I’ve been reading two books that haven’t usually been mentioned together. The authors – one pair from and heavily influenced by the tech industry – and the other from the foreign policy establishment end up taking positions that are somewhat opposite to where they would be expected.
Together the two books lay out a debate as to whether the Internet will have only a surface effect on government or be part of a fundamental change.
Eric Schmidt, Executive Chairman of Google, and Jared Cohen, former member of the US Department of State’s Policy Planning Staff wrote “The New Digital Age: Transforming Nations, Businesses, and Our Lives”.
Despite its futuristic vision in parts, the book’s concept of government seems mostly to be stuck in the present, perhaps even the past. The authors’ view is that the Internet is “just a tool” that will be used by the nation-state and citizens to interact in much the way they have done so in the past couple hundred years – since the idea of a nation-state began to form. Their chapter on revolutions even has the dynamics of protest and revolution following old rules, with the Internet playing a supporting role.
But new tools are not always merely new means to old ends. They change things in fundamental ways. Consider the impact of tool making and tools on the evolution of the human species. Or, remember the succinct statement about television a couple decades ago by Marshall McLuhan: “the medium is the message.”
And then there’s Moisés Naim, former Foreign Policy editor and Senior Associate at the Carnegie Endowment for International Peace, who wrote “The End of Power: From Boardrooms to Battlefields and Churches to States, Why Being In Charge Isn’t What It Used to Be”.

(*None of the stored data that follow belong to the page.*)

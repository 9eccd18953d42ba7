use std::path::{Path, PathBuf};

use serde::Serialize;
use webapp_config::{
    AppRegistry, AssetSettings, CorsSettings, DatabaseSettings, DeploymentMode, EmailSettings,
    EntryPoints, JwtSettings, LocaleSettings, LoggingSettings, MiddlewareStack, PasswordPolicy,
    RestSettings, SecuritySettings, SiteSettings, TemplateSettings,
};
use webapp_core::{ConfigResult, EnvSnapshot};

/// The resolved, immutable configuration handed to every subsystem.
///
/// Built once by [`ConfigResolver`](crate::resolver::ConfigResolver) and
/// shared afterwards as `Arc<Settings>`. Secrets are redacted from both
/// `Debug` output and serialization.
#[derive(Clone, Debug, PartialEq, Eq, Serialize)]
pub struct Settings {
    pub mode: DeploymentMode,
    pub base_dir: PathBuf,
    pub security: SecuritySettings,
    pub apps: AppRegistry,
    pub middleware: MiddlewareStack,
    pub cors: CorsSettings,
    pub rest: RestSettings,
    pub jwt: JwtSettings,
    pub templates: TemplateSettings,
    pub password_policy: PasswordPolicy,
    pub entry_points: EntryPoints,
    pub locale: LocaleSettings,
    pub assets: AssetSettings,
    pub email: EmailSettings,
    pub site: SiteSettings,
    pub database: DatabaseSettings,
    pub logging: LoggingSettings,
}

impl Settings {
    /// Build every section from an already layered snapshot.
    ///
    /// Sections are read in a fixed order, so the first missing key
    /// reported is deterministic.
    pub fn from_env(env: &EnvSnapshot, mode: DeploymentMode, base_dir: &Path) -> ConfigResult<Self> {
        let security = SecuritySettings::from_env(env)?;
        let cors = CorsSettings::from_env(env)?;
        let locale = LocaleSettings::from_env(env)?;
        let email = EmailSettings::from_env(env)?;
        let site = SiteSettings::from_env(env)?;
        let database = DatabaseSettings::from_env(env)?;

        Ok(Self {
            mode,
            base_dir: base_dir.to_path_buf(),
            jwt: JwtSettings::from_security(&security),
            security,
            apps: AppRegistry::default(),
            middleware: MiddlewareStack::default(),
            cors,
            rest: RestSettings::default(),
            templates: TemplateSettings::for_base_dir(base_dir),
            password_policy: PasswordPolicy::default(),
            entry_points: EntryPoints::default(),
            locale,
            assets: AssetSettings::for_base_dir(base_dir),
            email,
            site,
            database,
            logging: LoggingSettings::default(),
        })
    }
}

“We know that power is shifting from brawn to brains, from north to south and west to east, from old corporate behemoths to agile start-ups, from entrenched dictators to people in town squares and cyberspace. But to say that … is not enough. Power is undergoing a far more fundamental mutation … Even as rival states, companies, political parties, social movements, and institutions or individual leaders fight for power as they have done throughout the ages, power itself – what they are fighting so desperately to get and keep – is slipping away.
“Power is decaying.
“To put it simply, power no longer buys as much as it did in the past. In the twenty-first century, power is easier to get, harder to use – and easier to lose…
“The decay of power is changing the world.”
Naim’s book makes a persuasive case that the Internet, along with other major factors, is fundamentally reducing the power of the nation-state and other centuries-old institutions. The tools are diminishing and modifying the nation-states, not merely being added to their arsenal.